> On Feb 4, 2017, at 5:35 AM, Andrew Trick <atr...@apple.com> wrote:
> 
> 
>> On Feb 3, 2017, at 9:37 PM, John McCall <rjmcc...@apple.com 
>> <mailto:rjmcc...@apple.com>> wrote:
>> 
>>>> IV. The function that performs the lookup:
>>>>  IV1) is parameterized by an isa
>>>>  IV2) is not parameterized by an isa
>>>> IV1 allows the same function to be used for super-dispatch but requires 
>>>> extra work to be inlined at the call site (possibly requiring a chain of 
>>>> resolution function calls).
>>> 
>>> In my first message I was trying to accomplish IV1. But IV2 is simpler
>>> and I can't see a fundamental advantage to IV1.
>> 
>> Well, you can use IV1 to implement super dispatch (+ sibling dispatch, if we 
>> add it)
>> by passing in the isa of either the superclass or the current class.  IV2 
>> means
>> that the dispatch function is always based on the isa from the object, so 
>> those
>> dispatch schemes need something else to implement them.
>> 
>>> Why would it need a lookup chain?
>> 
>> Code size, because you might not want to inline the isa load at every call 
>> site.
>> So, for a normal dispatch, you'd have an IV2 function (defined client-side?)
>> that just loads the isa and calls the IV1 function (defined by the class).
> 
> Right.

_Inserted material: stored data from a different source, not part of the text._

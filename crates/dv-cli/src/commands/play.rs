//! The main prompt loop.

use std::io;

use colored::Colorize;
use dv_fiction::{AmbientEvent, Arrival, ArrivalEvent, Command, GameConfig, GameSession, parse_command};

use super::{Failure, Flow, Prompt, display, fight};

pub fn run(config: GameConfig, load: bool) -> io::Result<()> {
    let mut session = GameSession::new(config);
    let mut prompt = Prompt::stdin();

    println!("  {} Duskvale", "Welcome to".bold());
    println!("  Type 'help' for commands, 'quit' to exit.\n");

    if load {
        match session.load() {
            Ok(path) => println!("  Loaded {}.\n", path.display()),
            Err(e) => display::warn(&format!("{e}; starting a new game")),
        }
    }
    display::location(&session);

    loop {
        let Some(input) = prompt.read(">")? else {
            break; // EOF
        };
        if input.is_empty() {
            continue;
        }

        let command = parse_command(&input);
        tracing::debug!(?command, "parsed");
        if command == Command::Quit {
            println!("  Farewell, {}.", session.player().name);
            break;
        }

        if settle(execute(&mut session, command, &mut prompt))? == Flow::Stop {
            break;
        }

        if session.status().is_over() {
            display::epilogue(&session);
            break;
        }
    }

    Ok(())
}

/// Report a refused command and carry on. Only a broken terminal stops play.
fn settle(result: Result<Flow, Failure>) -> io::Result<Flow> {
    match result {
        Ok(flow) => Ok(flow),
        Err(Failure::Game(e)) => {
            display::warn(&e);
            Ok(Flow::Continue)
        }
        Err(Failure::Io(e)) => Err(e),
    }
}

fn execute(session: &mut GameSession, command: Command, prompt: &mut Prompt) -> Result<Flow, Failure> {
    match command {
        Command::Move { direction } => {
            let arrival = session.move_to(direction)?;
            arrive(session, arrival, prompt)
        }
        Command::Village => {
            let arrival = session.return_to_village()?;
            arrive(session, arrival, prompt)
        }
        Command::Take => {
            let pickup = session.pick_up()?;
            println!("  You pick up {}.", pickup.items.join(", "));
            for quest in &pickup.ready {
                println!("  {} is ready to hand in.", quest.to_string().green());
            }
            println!();
            ambient(session, prompt)
        }
        Command::Talk => {
            let lines = session.talk()?;
            display::dialogue(&lines);
            ambient(session, prompt)
        }
        Command::Accept { choice } => {
            let acceptance = session.accept_quest(choice)?;
            println!("  Quest accepted: {}", acceptance.quest.to_string().bold());
            if let Some(item) = acceptance.loaned_item {
                println!("  A {item} is left on the ground for you.");
            }
            println!();
            ambient(session, prompt)
        }
        Command::Shop => {
            display::shop(&session.shop(), session.player().gold);
            Ok(Flow::Continue)
        }
        Command::Buy { items } => {
            let purchase = session.buy(&items)?;
            println!(
                "  You buy {} for {} gold.",
                purchase.items.join(", "),
                purchase.total
            );
            if !purchase.equipped.is_empty() {
                println!("  Equipped: {}", purchase.equipped.join(", "));
            }
            println!();
            ambient(session, prompt)
        }
        Command::Sell { order: None } => {
            display::sell_offers(&session.sell_offers());
            Ok(Flow::Continue)
        }
        Command::Sell {
            order: Some((offer, quantity)),
        } => {
            let sale = session.sell(offer, quantity)?;
            println!(
                "  You sell {} x{} for {} gold.\n",
                sale.item, sale.quantity, sale.gold
            );
            ambient(session, prompt)
        }
        Command::Equip { item } => {
            let slot = session.equip(&item)?;
            println!("  {item} is now your {slot}.\n");
            ambient(session, prompt)
        }
        Command::Unequip { slot } => {
            let item = session.unequip(slot)?;
            println!("  You put away the {item}.\n");
            ambient(session, prompt)
        }
        Command::Eat { items } => {
            let consumption = session.consume(&items)?;
            display::consumption(&consumption);
            ambient(session, prompt)
        }
        Command::Discard { items } => {
            let dropped = session.discard(&items)?;
            println!("  You drop {}.\n", dropped.join(", "));
            ambient(session, prompt)
        }
        Command::Inventory => {
            display::inventory(session.player());
            Ok(Flow::Continue)
        }
        Command::Fish => match session.fish_cast()? {
            Some(catch) => fight::fish(session, prompt, catch),
            None => {
                println!("  The line breaks before anything bites.\n");
                Ok(Flow::Continue)
            }
        },
        Command::Status => {
            display::status(session);
            Ok(Flow::Continue)
        }
        Command::Save => {
            let path = session.save()?;
            println!("  Game saved to {}.\n", path.display());
            Ok(Flow::Continue)
        }
        Command::Load => {
            let path = session.load()?;
            println!("  Loaded {}.\n", path.display());
            display::location(session);
            Ok(Flow::Continue)
        }
        Command::Help => {
            display::help(session);
            Ok(Flow::Continue)
        }
        Command::Quit => Ok(Flow::Stop),
        Command::Unknown { input } => {
            display::warn(&format!("I don't understand \"{input}\". Type 'help' for commands."));
            Ok(Flow::Continue)
        }
    }
}

fn arrive(session: &mut GameSession, arrival: Arrival, prompt: &mut Prompt) -> Result<Flow, Failure> {
    display::location(session);
    match arrival.event {
        None => Ok(Flow::Continue),
        Some(ArrivalEvent::Rest(outcome)) => {
            display::rest(outcome);
            Ok(Flow::Continue)
        }
        Some(ArrivalEvent::Ambush(enemy)) => {
            println!("  {} A {enemy} attacks!\n", "Ambush!".red().bold());
            fight::skirmish(session, prompt)
        }
        Some(ArrivalEvent::BossAwakens) => {
            println!(
                "  {}\n",
                "The ground shakes. Shadow Lord Kaos rises from the depths of the cave!"
                    .magenta()
                    .bold()
            );
            fight::boss(session, prompt)
        }
    }
}

fn ambient(session: &mut GameSession, prompt: &mut Prompt) -> Result<Flow, Failure> {
    match session.ambient_event()? {
        None => Ok(Flow::Continue),
        Some(AmbientEvent::Ambush(enemy)) => {
            println!("  {} A {enemy} jumps out at you!\n", "Ambush!".red().bold());
            fight::skirmish(session, prompt)
        }
        Some(AmbientEvent::Visitor(lines)) => {
            println!("  Someone comes over to talk.");
            display::dialogue(&lines);
            Ok(Flow::Continue)
        }
    }
}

Looks like I wrote the opposite of what I meant. The important thing 
> to me is that the vtable offset load + check is issued in parallel with the 
> isa load. I was originally pushing IV2 for this reason, but now think that 
> optimization could be entirely lazy via a client-side cache.
> 
>>>> V. For any particular function or piece of information, it can be accessed:
>>>>  V1) directly through a symbol
>>>>  V2) through a class-specific table
>>>>  V3) through a hierarchy-specific table (e.g. the class object)
>>>> V1 requires more global symbols, especially if the symbol is per-method, 
>>>> but doesn't have any index-computation problems, and it's generally a bit 
>>>> more efficient.
>>>> V2 allows stable assignment of fixed indexes to entries because of 
>>>> availability-sorting.
>>>> V3 does not; it requires some ability to (at least) slide indexes of 
>>>> entries because of changes elsewhere in the hierarchy.
>>>> If there are multiple instantiations of a table (perhaps with different 
>>>> information, like a v-table), V2 and V3 can be subject to table bloat.
>>> 
>>> I had proposed V2 as an option, but am strongly leaning toward V1 for
>>> ABI simplicity and lower static costs (why generate vtables and offset
>>> tables?)
>> 
>> V1 doesn't remove the need for tables, it just hides them from the ABI.
> 
> I like that it makes the offset tables lazy and optional. They don’t even 
> need to be complete.
> 
>>>> So I think your alternatives were:
>>>> 1. I3, II2, III1, IV2, V1 (for the dispatch function): a direct call to a 
>>>> per-method global function that performs the dispatch.  We could apply V2 
>>>> to this to decrease the number of global symbols required, but at the cost 
>>>> of inflating the call site and requiring a global variable whose address 
>>>> would have to be resolved at load time.  Has an open question about super 
>>>> dispatch.
>>>> 2. I1, V3 (for the v-table), V1 (for the global offset): a load of a 
>>>> per-method global variable giving an offset into the v-table.  Joe's 
>>>> suggestion adds a helper function as a code-size optimization that follows 
>>>> I2, II1, III1, IV2.  Again, we could also use V2 for the global offset to 
>>>> reduce the symbol-table costs.
>>>> 3. I2, II2, III2, IV1, V2 (for the class offset / dispatch mechanism 
>>>> table).  At least I think this is right?  The difference between 3a and 3b 
>>>> seems to be about initialization, but maybe also shifts a lot of 
>>>> code-generation to the call site?
>>> 
>>> I'll pick the following option as a starting point because it constrains 
>>> the ABI the least in
>>> terms of static costs and potential directions for optimization:
>>> 
>>> "I2; (II1+II2); III2; IV1; V1"
>>> 
>>> method_entry = resolveMethodAddress_ForAClass(isa, method_index, 
>>> &vtable_offset)
>>> 
>>> (where both modules would need to opt into the vtable_offset.)
>> 
>> Wait, remind me what this &vtable_offset is for at this point?  Is it 
>> basically just a client-side cache?  I can't figure out what it's doing for 
>> us.
> 
> It’s a client side cache that can be checked in parallel with the `isa` load. 
> The resolver is not required to provide an offset, and the client does not 
> need cache all the method offsets. It does burn an extra register, but gains 
> the ability to implement vtable dispatch entirely on the client side.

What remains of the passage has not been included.